» **What you should do**:
Below are the records; copy each line in which "models" occurs.

(Dataset entries)

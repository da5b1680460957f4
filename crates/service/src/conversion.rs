//! Lead to customer conversion.
//!
//! Runs inside one transaction: create the customer, move every opportunity
//! and activity owned by the lead onto it, then delete the lead. Nothing is
//! visible to other connections until commit.

use sea_orm::sea_query::Expr;
use sea_orm::{
    ActiveModelTrait, ColumnTrait, DatabaseConnection, EntityTrait, QueryFilter, Set, TransactionTrait,
};
use serde::Serialize;
use tracing::info;
use uuid::Uuid;

use common::metrics::LEADS_CONVERTED_TOTAL;
use models::customer::CustomerStatus;
use models::{activity, customer, fields, lead, opportunity};

use crate::errors::ServiceError;

#[derive(Debug, Clone, PartialEq, Serialize)]
#[serde(rename_all = "camelCase")]
pub struct ConversionOutcome {
    pub customer_id: Uuid,
    pub lead_id: Uuid,
    pub opportunities_moved: u64,
    pub activities_moved: u64,
    pub message: String,
}

pub async fn convert_lead(db: &DatabaseConnection, lead_id: Uuid) -> Result<ConversionOutcome, ServiceError> {
    let txn = db.begin().await?;

    let lead = lead::Entity::find_by_id(lead_id)
        .one(&txn)
        .await?
        .ok_or_else(|| ServiceError::not_found("lead"))?;

    let now = fields::now();
    let customer = customer::ActiveModel {
        id: Set(Uuid::new_v4()),
        name: Set(lead.name.clone()),
        company: Set(lead.company.clone()),
        email: Set(lead.email.clone()),
        phone: Set(lead.phone.clone()),
        status: Set(CustomerStatus::Active),
        created_at: Set(now),
        updated_at: Set(now),
    }
    .insert(&txn)
    .await?;

    let opportunities = opportunity::Entity::update_many()
        .col_expr(opportunity::Column::CustomerId, Expr::value(Some(customer.id)))
        .col_expr(opportunity::Column::LeadId, Expr::value(Option::<Uuid>::None))
        .col_expr(opportunity::Column::UpdatedAt, Expr::value(now))
        .filter(opportunity::Column::LeadId.eq(lead.id))
        .exec(&txn)
        .await?;

    let activities = activity::Entity::update_many()
        .col_expr(activity::Column::CustomerId, Expr::value(Some(customer.id)))
        .col_expr(activity::Column::LeadId, Expr::value(Option::<Uuid>::None))
        .col_expr(activity::Column::UpdatedAt, Expr::value(now))
        .filter(activity::Column::LeadId.eq(lead.id))
        .exec(&txn)
        .await?;

    lead::Entity::delete_by_id(lead.id).exec(&txn).await?;
    txn.commit().await?;

    LEADS_CONVERTED_TOTAL.inc();
    info!(
        lead_id = %lead.id,
        customer_id = %customer.id,
        opportunities = opportunities.rows_affected,
        activities = activities.rows_affected,
        "lead converted"
    );

    Ok(ConversionOutcome {
        customer_id: customer.id,
        lead_id: lead.id,
        opportunities_moved: opportunities.rows_affected,
        activities_moved: activities.rows_affected,
        message: format!("lead '{}' converted to customer", lead.name),
    })
}

#[cfg(test)]
mod tests {
    use super::*;
    use crate::activity_service::create_activity;
    use crate::customer_service::get_customer;
    use crate::lead_service::{create_lead, get_lead};
    use crate::opportunity_service::create_opportunity;
    use crate::test_support::get_db;
    use models::activity::NewActivity;
    use models::lead::NewLead;
    use models::opportunity::NewOpportunity;

    #[tokio::test]
    async fn conversion_moves_children_and_removes_lead() -> Result<(), anyhow::Error> {
        let db = get_db().await?;
        let l = create_lead(
            &db,
            NewLead {
                name: "Lin".into(),
                company: Some("Init".into()),
                email: Some("lin@init.io".into()),
                phone: Some("555".into()),
                status: Some("qualified".into()),
                ..Default::default()
            },
        )
        .await?;
        for title in ["one", "two"] {
            create_opportunity(
                &db,
                NewOpportunity {
                    title: title.into(),
                    lead_id: Some(l.id.to_string()),
                    expected_close_date: Some("2025-08-01".into()),
                    ..Default::default()
                },
            )
            .await?;
        }
        create_activity(
            &db,
            NewActivity {
                activity_type: Some("call".into()),
                title: "intro".into(),
                lead_id: Some(l.id.to_string()),
                activity_date: Some("2025-07-01".into()),
                ..Default::default()
            },
        )
        .await?;

        let out = convert_lead(&db, l.id).await?;
        assert_eq!(out.lead_id, l.id);
        assert_eq!(out.opportunities_moved, 2);
        assert_eq!(out.activities_moved, 1);

        assert!(matches!(get_lead(&db, l.id).await, Err(ServiceError::NotFound(_))));

        let c = get_customer(&db, out.customer_id).await?;
        assert_eq!(c.customer.name, "Lin");
        assert_eq!(c.customer.company.as_deref(), Some("Init"));
        assert_eq!(c.customer.email.as_deref(), Some("lin@init.io"));
        assert_eq!(c.customer.phone.as_deref(), Some("555"));
        assert_eq!(c.customer.status, CustomerStatus::Active);
        assert_eq!(c.opportunities.len(), 2);
        assert!(c.opportunities.iter().all(|o| o.lead_id.is_none() && o.customer_id == Some(c.customer.id)));
        assert_eq!(c.activities.len(), 1);
        assert_eq!(c.activities[0].lead_id, None);

        assert!(matches!(convert_lead(&db, l.id).await, Err(ServiceError::NotFound(_))));
        Ok(())
    }

    #[tokio::test]
    async fn unknown_lead_leaves_no_customer_behind() -> Result<(), anyhow::Error> {
        let db = get_db().await?;
        assert!(matches!(convert_lead(&db, Uuid::new_v4()).await, Err(ServiceError::NotFound(_))));
        let n = customer::Entity::find().all(&db).await?.len();
        assert_eq!(n, 0);
        Ok(())
    }

    #[tokio::test]
    async fn conversion_failure_rolls_back_everything() -> Result<(), anyhow::Error> {
        use sea_orm::ConnectionTrait;

        let db = get_db().await?;
        let l = create_lead(&db, NewLead { name: "Rollback".into(), ..Default::default() }).await?;
        let o = create_opportunity(
            &db,
            NewOpportunity {
                title: "kept on lead".into(),
                lead_id: Some(l.id.to_string()),
                expected_close_date: Some("2025-08-01".into()),
                ..Default::default()
            },
        )
        .await?;

        // fail the last step, after the customer insert and the re-parenting
        db.execute_unprepared(
            "CREATE TRIGGER lead_delete_blocked BEFORE DELETE ON lead \
             BEGIN SELECT RAISE(ABORT, 'lead delete blocked'); END;",
        )
        .await?;

        let err = convert_lead(&db, l.id).await.unwrap_err();
        assert!(matches!(err, ServiceError::Db(ref msg) if msg.contains("lead delete blocked")), "{err:?}");

        assert_eq!(customer::Entity::find().all(&db).await?.len(), 0);
        let o = opportunity::Entity::find_by_id(o.id).one(&db).await?.unwrap();
        assert_eq!(o.lead_id, Some(l.id));
        assert_eq!(o.customer_id, None);
        assert!(get_lead(&db, l.id).await.is_ok());
        Ok(())
    }
}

» **Answer space**:
use models::customer::CustomerStatus;
use models::{activity, customer, fields, lead, opportunity};
    use models::activity::NewActivity;
    use models::lead::NewLead;
    use models::opportunity::NewOpportunity;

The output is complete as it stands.